The more I train here, and the more I am lost.

Today, during Senō sensei’s class, I partnered with my friend Michael Glenn (Santa Monica dōjō). We were lost. How those who come here once or twice in their life can understand the Bujinkan arts. Yesterday night, Hatsumi Sensei’s class was another moment of solitude. Sensei is hardly moving and stops you without applying any force.
As his Uke, I felt like I am suspended in mid-air alone, unable to continue the attack. Sensei is like a ghost, holding with a tiny point of contact. In fact, it is as if he is not there. One thing for sure, he is not fighting you. Uke is the only one fighting. He is fighting gravity, balance, tensions because it feels like there is nothing in front of him.
To “help us” understand, Sensei repeated many times “Waza Janai,” there is no technique. (1) And he was right. Writing these lines, I have a hard time explaining the unexplainable. You have to feel it for yourself to begin to get it; there is nothing to understand. It is beyond the technical realm. Sensei moves in such a perfect way that the only thing you get is a feeling of powerlessness.

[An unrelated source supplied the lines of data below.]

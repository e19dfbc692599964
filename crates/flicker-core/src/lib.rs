// SPDX-License-Identifier: Apache-2.0
// © James Ross Ω FLYING•ROBOTS <https://github.com/flyingrobots>

//! Temporal assertion engine for flicker trace analysis.
//!
//! Given a window-hierarchy trace and a layer trace, this crate finds the
//! intervals worth checking ([`tagging`]) and decides, snapshot by snapshot,
//! whether ordered groups of assertions hold inside each interval
//! ([`checker`], [`engine`]). Results come back as data: an [`ErrorReport`]
//! and a [`MetricMap`].
//!
//! # Architecture
//!
//! ```text
//! WindowManagerTrace ─┐
//!                     ├─ frame::merge_frames ─ TaggingEngine ─ TagTrace ─┐
//! LayersTrace ────────┘                                                   ├─ AssertionEngine ─ (ErrorReport, MetricMap)
//!                                    AssertionPlan (groups of descriptors) ┘
//! ```
//!
//! # Modules
//!
//! - [`assertion`]: assertion errors, the [`Check`] seam, descriptors
//! - [`checker`]: the per-sequence group state machine
//! - [`subject`]: fluent single-trace subjects built on the checker
//! - [`tagging`]: pluggable transition rules producing tags
//! - [`engine`]: per-tag orchestration, crash isolation, report assembly
//! - [`catalog`]: declarative (serde) checks and plan configuration
//! - [`service`]: tagging + assertions behind one call
//!
//! The core never logs to a global channel. Callers that want diagnostics
//! pass a [`LogSink`].

pub mod assertion;
pub mod catalog;
pub mod checker;
pub mod engine;
pub mod error;
pub mod frame;
pub mod log;
pub mod report;
pub mod service;
pub mod subject;
pub mod tag;
pub mod tagging;

pub use assertion::{ensure, Assertion, AssertionDescriptor, AssertionError, Check};
pub use catalog::{AssertionConfig, CheckSpec, ConfiguredAssertion, PlanConfig};
pub use checker::{
    AssertionFailure, AssertionsChecker, CheckOutcome, CheckPolicy, CheckerBuilder, CheckerRun,
    CheckerState, GroupOutcome, SnapshotFailure,
};
pub use engine::{AssertionEngine, AssertionPlan};
pub use error::AnalysisError;
pub use frame::{frames_between, merge_frames, Frame, FrameOrigin, FrameSubject, SnapshotKind};
pub use log::LogSink;
pub use report::{ErrorEntry, ErrorKind, ErrorReport, MetricMap, ReportSummary};
pub use service::{Analysis, FlickerService};
pub use subject::{LayersTraceSubject, SubjectFailure, TraceSubject, WindowManagerTraceSubject};
pub use tag::{Tag, TagTrace};
pub use tagging::{
    FocusChangeRule, LayerGeometryRule, LayerVisibilityRule, TagRule, TaggingEngine,
};
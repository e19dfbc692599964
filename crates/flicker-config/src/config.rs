// SPDX-License-Identifier: Apache-2.0
// © James Ross Ω FLYING•ROBOTS <https://github.com/flyingrobots>
//! Config service and storage port.

use serde::{de::DeserializeOwned, Serialize};
use thiserror::Error;

/// Storage port for raw config blobs, keyed by logical name.
pub trait ConfigStore {
    /// Loads a raw blob. Returns [`ConfigError::NotFound`] when missing.
    fn load_raw(&self, key: &str) -> Result<Vec<u8>, ConfigError>;
    /// Persists a raw blob.
    fn save_raw(&self, key: &str, data: &[u8]) -> Result<(), ConfigError>;
}

impl<S: ConfigStore + ?Sized> ConfigStore for &S {
    fn load_raw(&self, key: &str) -> Result<Vec<u8>, ConfigError> {
        (**self).load_raw(key)
    }

    fn save_raw(&self, key: &str, data: &[u8]) -> Result<(), ConfigError> {
        (**self).save_raw(key, data)
    }
}

/// Error type for config operations.
#[derive(Debug, Error)]
pub enum ConfigError {
    /// Key not present in store.
    #[error("not found")]
    NotFound,
    /// I/O error while reading or writing.
    #[error("io error: {0}")]
    Io(#[from] std::io::Error),
    /// Serialization or deserialization failure.
    #[error("serde error: {0}")]
    Serde(#[from] serde_json::Error),
    /// Catch-all error variant.
    #[error("other: {0}")]
    Other(String),
}

/// Serializes config values and delegates storage to a [`ConfigStore`].
#[derive(Debug, Clone)]
pub struct ConfigService<S> {
    store: S,
}

impl<S> ConfigService<S> {
    /// Creates a service over `store`.
    pub fn new(store: S) -> Self {
        Self { store }
    }

    /// Borrows the inner store.
    pub fn store(&self) -> &S {
        &self.store
    }

    /// Consumes the service and returns the inner store.
    pub fn into_inner(self) -> S {
        self.store
    }
}

impl<S> ConfigService<S>
where
    S: ConfigStore,
{
    /// Loads and deserializes the value for `key`. `Ok(None)` when missing
    /// or empty.
    pub fn load<T>(&self, key: &str) -> Result<Option<T>, ConfigError>
    where
        T: DeserializeOwned,
    {
        match self.store.load_raw(key) {
            Ok(bytes) => {
                if bytes.iter().all(u8::is_ascii_whitespace) {
                    return Ok(None);
                }
                let value = serde_json::from_slice(&bytes)?;
                Ok(Some(value))
            }
            Err(ConfigError::NotFound) => Ok(None),
            Err(e) => Err(e),
        }
    }

    /// Loads `key`, falling back to `T::default()` when missing.
    pub fn load_or_default<T>(&self, key: &str) -> Result<T, ConfigError>
    where
        T: DeserializeOwned + Default,
    {
        Ok(self.load(key)?.unwrap_or_default())
    }

    /// Serializes and persists `value` under `key`.
    pub fn save<T>(&self, key: &str, value: &T) -> Result<(), ConfigError>
    where
        T: Serialize,
    {
        let data = serde_json::to_vec_pretty(value)?;
        self.store.save_raw(key, &data)
    }
}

In the past, it was easy to explain what he was doing because we had the support of the Waza. Now it is mission impossible.
Sōke’s central teaching yesterday is to get to control the opponent by controlling the situation. It is about full awareness.

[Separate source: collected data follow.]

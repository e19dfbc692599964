// SPDX-License-Identifier: Apache-2.0
// © James Ross Ω FLYING•ROBOTS <https://github.com/flyingrobots>
#![allow(clippy::unwrap_used, clippy::expect_used)]
//! Status bar transition checked through the engine, the service and a
//! stored configuration.

use flicker_config::ConfigService;
use flicker_core::{
    AssertionConfig, AssertionEngine, ErrorKind, FlickerService, Tag, TagTrace, TaggingEngine,
};
use flicker_dry_tests::{
    status_bar_plan, status_bar_traces, InMemoryConfigStore, WholeTraceRule, STATUS_BAR,
};
use flicker_trace::Timestamp;

const GEOMETRY: &str = "layer-geometry";

fn transition_tag(name: &str) -> TagTrace {
    TagTrace::new(vec![Tag::new(0, name, Timestamp(10), Timestamp(50))])
}

#[test]
fn settled_status_bar_passes_both_groups() {
    let (wm, layers) = status_bar_traces(true);
    let engine = AssertionEngine::new(vec![status_bar_plan("transition")]).unwrap();
    let (report, metrics) = engine.analyze(&wm, &layers, &transition_tag("transition"));

    assert!(report.is_empty(), "{report}");
    assert_eq!(metrics.get("G0"), Some(1));
    assert_eq!(metrics.get("G1"), Some(1));
}

#[test]
fn unsettled_status_bar_exhausts_second_group() {
    let (wm, layers) = status_bar_traces(false);
    let engine = AssertionEngine::new(vec![status_bar_plan("transition")]).unwrap();
    let (report, metrics) = engine.analyze(&wm, &layers, &transition_tag("transition"));

    assert_eq!(metrics.get("G0"), Some(1));
    assert_eq!(metrics.get("G1"), Some(0));
    assert_eq!(report.len(), 1);
    let entry = &report.entries()[0];
    assert_eq!(entry.kind, ErrorKind::AssertionGroupExhausted);
    assert_eq!(entry.assertion.as_deref(), Some("G1"));
    assert_eq!(entry.timestamp, Timestamp(50));
    assert_eq!(entry.tag_name, "transition");
}

#[test]
fn service_tags_the_transition_with_built_in_rules() {
    let (wm, layers) = status_bar_traces(true);
    let service = FlickerService::from_plans(vec![status_bar_plan(GEOMETRY)]).unwrap();
    let analysis = service.run(&wm, &layers);

    let tags: Vec<_> = analysis.tags.by_name(GEOMETRY).collect();
    assert_eq!(tags.len(), 1);
    assert_eq!((tags[0].start, tags[0].end), (Timestamp(10), Timestamp(50)));
    assert!(analysis.report.is_empty());
    assert_eq!(analysis.metrics.get("G0"), Some(1));
    assert_eq!(analysis.metrics.get("G1"), Some(1));
}

#[test]
fn service_reports_unsettled_transition() {
    let (wm, layers) = status_bar_traces(false);
    let service = FlickerService::from_plans(vec![status_bar_plan(GEOMETRY)])
        .unwrap()
        .with_workers(4);
    let (report, metrics) = service.analyze(&wm, &layers);

    assert_eq!(metrics.get("G1"), Some(0));
    let summary = report.summary();
    assert_eq!(summary.exhausted, 1);
    assert!(!summary.is_green());
    assert!(report.to_string().contains("G1"));
}

#[test]
fn custom_tag_rule_drives_the_same_plan() {
    let (wm, layers) = status_bar_traces(true);
    let service = FlickerService::from_plans(vec![status_bar_plan("whole")])
        .unwrap()
        .with_tagging(TaggingEngine::with_rules(vec![Box::new(WholeTraceRule::new("whole"))]));
    let analysis = service.run(&wm, &layers);
    assert_eq!(analysis.tags.len(), 1);
    assert!(analysis.report.is_empty());
}

#[test]
fn sink_receives_diagnostics_from_both_engines() {
    use std::sync::{Arc, Mutex};

    let (wm, layers) = status_bar_traces(false);
    let lines = Arc::new(Mutex::new(Vec::<String>::new()));
    let captured = Arc::clone(&lines);
    let service = FlickerService::from_plans(vec![status_bar_plan(GEOMETRY)])
        .unwrap()
        .with_sink(Arc::new(move |line: &str| {
            captured.lock().unwrap().push(line.to_owned());
        }));
    let _ = service.analyze(&wm, &layers);

    let lines = lines.lock().unwrap();
    assert!(lines.iter().any(|l| l.starts_with("tagging")));
    assert!(lines.iter().any(|l| l.contains("exhausted")));
}

#[test]
fn stored_configuration_builds_the_same_checks() {
    let json = format!(
        r#"{{
            "plans": [{{
                "tags": ["{GEOMETRY}"],
                "groups": [
                    [{{ "name": "bar-visible", "check": {{ "kind": "layer_visible", "layer": "StatusBar" }} }}],
                    [{{ "name": "bar-settled", "check": {{
                        "kind": "layer_covers_exactly",
                        "layer": "{STATUS_BAR}",
                        "rect": {{ "left": 0, "top": 0, "right": 1080, "bottom": 100 }}
                    }} }}]
                ]
            }}]
        }}"#
    );
    let store = InMemoryConfigStore::new();
    store.set_raw("assertions", json.as_bytes());
    let config: AssertionConfig = ConfigService::new(&store)
        .load("assertions")
        .unwrap()
        .expect("config present");
    assert_eq!(config.assertion_count(), 2);

    let service = FlickerService::from_config(&config).unwrap();
    let (wm, layers) = status_bar_traces(false);
    let (report, metrics) = service.analyze(&wm, &layers);
    assert_eq!(metrics.get("bar-visible"), Some(1));
    assert_eq!(metrics.get("bar-settled"), Some(0));
    assert_eq!(report.entries()[0].assertion.as_deref(), Some("bar-settled"));

    let (wm, layers) = status_bar_traces(true);
    let (report, _) = service.analyze(&wm, &layers);
    assert!(report.is_empty());
}
// SPDX-License-Identifier: Apache-2.0
// © James Ross Ω FLYING•ROBOTS <https://github.com/flyingrobots>
//! Snapshot timestamps.

use serde::{Deserialize, Serialize};

/// Elapsed time of a snapshot, in nanoseconds since capture boot.
///
/// This newtype keeps timestamps from being mixed up with indices or counts
/// across APIs. Ordering is the plain integer ordering.
#[repr(transparent)]
#[derive(
    Debug, Copy, Clone, Default, PartialEq, Eq, PartialOrd, Ord, Hash, Serialize, Deserialize,
)]
#[serde(transparent)]
pub struct Timestamp(pub i64);

impl Timestamp {
    /// Smallest representable timestamp.
    pub const MIN: Self = Self(i64::MIN);
    /// Largest representable timestamp.
    pub const MAX: Self = Self(i64::MAX);

    /// Creates a timestamp from elapsed nanoseconds.
    #[must_use]
    pub const fn from_nanos(nanos: i64) -> Self {
        Self(nanos)
    }

    /// Returns the elapsed nanoseconds.
    #[must_use]
    pub const fn as_nanos(self) -> i64 {
        self.0
    }
}

impl std::fmt::Display for Timestamp {
    fn fmt(&self, f: &mut std::fmt::Formatter<'_>) -> std::fmt::Result {
        write!(f, "{}ns", self.0)
    }
}

impl From<i64> for Timestamp {
    fn from(nanos: i64) -> Self {
        Self(nanos)
    }
}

Last year, this year, and next year, we are studying the art of Mutō Dori. That is a very high-level approach to the concept of Mutō Dori.

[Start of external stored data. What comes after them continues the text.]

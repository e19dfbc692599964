// SPDX-License-Identifier: Apache-2.0
// © James Ross Ω FLYING•ROBOTS <https://github.com/flyingrobots>
//! Declarative checks loadable from configuration.
//!
//! A small, closed vocabulary of frame checks that can be written as JSON and
//! turned into [`AssertionPlan`]s. Anything richer is written in code as an
//! [`AssertionDescriptor`] closure.
//!
//! ```json
//! {
//!   "plans": [{
//!     "tags": ["layer-visibility"],
//!     "skip_until_first_pass": true,
//!     "groups": [
//!       [{ "name": "status-bar-visible", "check": { "kind": "layer_visible", "layer": "StatusBar" } }],
//!       [{ "name": "status-bar-at-end", "check": {
//!         "kind": "layer_covers_exactly",
//!         "layer": "StatusBar",
//!         "rect": { "left": 0, "top": 0, "right": 1080, "bottom": 100 }
//!       } }]
//!     ]
//!   }]
//! }
//! ```
//!
//! Names match by substring, since live layer and window names carry
//! instance suffixes (`StatusBar#0`).

use flicker_trace::{LayerTraceEntry, Rect};
use serde::{Deserialize, Serialize};

use crate::assertion::{ensure, AssertionDescriptor, AssertionError};
use crate::checker::CheckPolicy;
use crate::engine::{AssertionEngine, AssertionPlan};
use crate::error::AnalysisError;
use crate::frame::{FrameSubject, SnapshotKind};

/// One declarative frame check.
#[derive(Debug, Clone, PartialEq, Eq, Serialize, Deserialize)]
#[serde(tag = "kind", rename_all = "snake_case")]
pub enum CheckSpec {
    /// A layer matching `layer` is visible.
    LayerVisible {
        /// Layer name fragment.
        layer: String,
    },
    /// No layer matching `layer` is visible.
    LayerHidden {
        /// Layer name fragment.
        layer: String,
    },
    /// A layer matching `layer` exists, visible or not.
    LayerExists {
        /// Layer name fragment.
        layer: String,
    },
    /// The visible region of `layer` equals `rect`.
    LayerCoversExactly {
        /// Layer name fragment.
        layer: String,
        /// Expected region.
        rect: Rect,
    },
    /// The visible region of `layer` equals the bounds of the first
    /// physical display. Full-screen layers only; a status bar strip needs
    /// [`CheckSpec::LayerCoversExactly`] with its own rect.
    LayerCoversDisplay {
        /// Layer name fragment.
        layer: String,
    },
    /// A window matching `window` is visible.
    WindowVisible {
        /// Window name fragment.
        window: String,
    },
    /// No window matching `window` is visible.
    WindowHidden {
        /// Window name fragment.
        window: String,
    },
    /// The focused window matches `window`.
    WindowFocused {
        /// Window name fragment.
        window: String,
    },
}

impl CheckSpec {
    /// The name fragment the check looks for.
    #[must_use]
    pub fn target(&self) -> &str {
        match self {
            Self::LayerVisible { layer }
            | Self::LayerHidden { layer }
            | Self::LayerExists { layer }
            | Self::LayerCoversExactly { layer, .. }
            | Self::LayerCoversDisplay { layer } => layer,
            Self::WindowVisible { window }
            | Self::WindowHidden { window }
            | Self::WindowFocused { window } => window,
        }
    }

    /// The only snapshot kind the check reads.
    #[must_use]
    pub fn reads(&self) -> SnapshotKind {
        match self {
            Self::LayerVisible { .. }
            | Self::LayerHidden { .. }
            | Self::LayerExists { .. }
            | Self::LayerCoversExactly { .. }
            | Self::LayerCoversDisplay { .. } => SnapshotKind::Layers,
            Self::WindowVisible { .. } | Self::WindowHidden { .. } | Self::WindowFocused { .. } => {
                SnapshotKind::Window
            }
        }
    }

    /// Rejects checks that could never be meaningful.
    pub fn validate(&self, name: &str) -> Result<(), AnalysisError> {
        let invalid = |reason: &str| AnalysisError::InvalidCheck {
            name: name.to_owned(),
            reason: reason.to_owned(),
        };
        if self.target().trim().is_empty() {
            return Err(invalid("target name must not be empty"));
        }
        if let Self::LayerCoversExactly { rect, .. } = self {
            if rect.is_empty() {
                return Err(invalid("expected region must not be empty"));
            }
        }
        Ok(())
    }

    /// Evaluates the check against one frame.
    pub fn evaluate(&self, subject: &FrameSubject<'_>) -> Result<(), AssertionError> {
        match self {
            Self::LayerVisible { layer } => {
                let entry = subject.layers()?;
                ensure(entry.is_visible(layer), || format!("{layer} is not visible"))
            }
            Self::LayerHidden { layer } => {
                let entry = subject.layers()?;
                ensure(!entry.is_visible(layer), || format!("{layer} is visible"))
            }
            Self::LayerExists { layer } => {
                let entry = subject.layers()?;
                ensure(entry.exists(layer), || format!("{layer} does not exist"))
            }
            Self::LayerCoversExactly { layer, rect } => {
                covers_exactly(subject.layers()?, layer, *rect)
            }
            Self::LayerCoversDisplay { layer } => {
                let entry = subject.layers()?;
                let display = entry
                    .physical_display()
                    .map(|d| d.size)
                    .ok_or_else(|| AssertionError::failed("no physical display"))?;
                covers_exactly(entry, layer, display)
            }
            Self::WindowVisible { window } => {
                let state = subject.window()?;
                ensure(state.is_visible(window), || format!("{window} is not visible"))
            }
            Self::WindowHidden { window } => {
                let state = subject.window()?;
                ensure(!state.is_visible(window), || format!("{window} is visible"))
            }
            Self::WindowFocused { window } => {
                let state = subject.window()?;
                ensure(state.is_focused(window), || {
                    format!(
                        "{window} is not focused (focus: {})",
                        state.focused_window.as_deref().unwrap_or("none")
                    )
                })
            }
        }
    }
}

fn covers_exactly(
    entry: &LayerTraceEntry,
    layer: &str,
    expected: Rect,
) -> Result<(), AssertionError> {
    let actual = entry
        .visible_region(layer)
        .ok_or_else(|| AssertionError::failed(format!("{layer} is not visible")))?;
    ensure(actual == expected, || {
        format!("{layer} covers {actual}, expected exactly {expected}")
    })
}

/// A named declarative check.
#[derive(Debug, Clone, PartialEq, Eq, Serialize, Deserialize)]
pub struct ConfiguredAssertion {
    /// Assertion name, used as the metric key.
    pub name: String,
    /// What to check.
    pub check: CheckSpec,
}

impl ConfiguredAssertion {
    /// Builds a descriptor applying to `tags`.
    pub fn descriptor(&self, tags: &[String]) -> Result<AssertionDescriptor, AnalysisError> {
        self.check.validate(&self.name)?;
        let check = self.check.clone();
        let reads = check.reads();
        Ok(AssertionDescriptor::new(
            self.name.clone(),
            tags.iter().cloned(),
            move |subject| check.evaluate(subject),
        )
        .reading(reads))
    }
}

/// One plan: ordered groups evaluated under every listed tag name.
#[derive(Debug, Clone, Default, PartialEq, Eq, Serialize, Deserialize)]
pub struct PlanConfig {
    /// Tag names the plan applies to.
    pub tags: Vec<String>,
    /// Tolerate leading snapshots that fail the first group.
    #[serde(default)]
    pub skip_until_first_pass: bool,
    /// Stop at the first recorded failure.
    #[serde(default)]
    pub fail_fast: bool,
    /// Groups in "then" order; each group is a conjunction.
    pub groups: Vec<Vec<ConfiguredAssertion>>,
}

impl PlanConfig {
    /// Builds the executable plan.
    pub fn to_plan(&self) -> Result<AssertionPlan, AnalysisError> {
        let groups = self
            .groups
            .iter()
            .map(|group| {
                group
                    .iter()
                    .map(|a| a.descriptor(&self.tags))
                    .collect::<Result<Vec<_>, _>>()
            })
            .collect::<Result<Vec<_>, _>>()?;
        Ok(AssertionPlan::from_groups(
            groups,
            CheckPolicy {
                skip_until_first_pass: self.skip_until_first_pass,
                fail_fast: self.fail_fast,
            },
        ))
    }
}

/// Whole assertion configuration document.
#[derive(Debug, Clone, Default, PartialEq, Eq, Serialize, Deserialize)]
pub struct AssertionConfig {
    /// Plans, evaluated independently.
    #[serde(default)]
    pub plans: Vec<PlanConfig>,
}

impl AssertionConfig {
    /// Builds every plan.
    pub fn to_plans(&self) -> Result<Vec<AssertionPlan>, AnalysisError> {
        self.plans.iter().map(PlanConfig::to_plan).collect()
    }

    /// Builds a validated engine.
    pub fn to_engine(&self) -> Result<AssertionEngine, AnalysisError> {
        AssertionEngine::new(self.to_plans()?)
    }

    /// Number of configured assertions.
    #[must_use]
    pub fn assertion_count(&self) -> usize {
        self.plans
            .iter()
            .flat_map(|p| p.groups.iter())
            .map(Vec::len)
            .sum()
    }
}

He summarized it when he said:: “Tatakai Wa Janai”, there is no fighting. (2) He added it was only about control. To control without intention, and without technique, is the Mutō Dori level we have to study this year. I never suspected something so tricky. Once again, the only chance you have to understand it is to be Sensei’s Uke. I am lucky to have felt it, even though I am far from being able to do it myself.
During the calligraphy session, I asked for “It is not about fighting, it is about controlling.” And he wrote “Chochō Hanami, Maai,” or “butterfly, flowers. The distance”. That is the picture illustrating this post. (3)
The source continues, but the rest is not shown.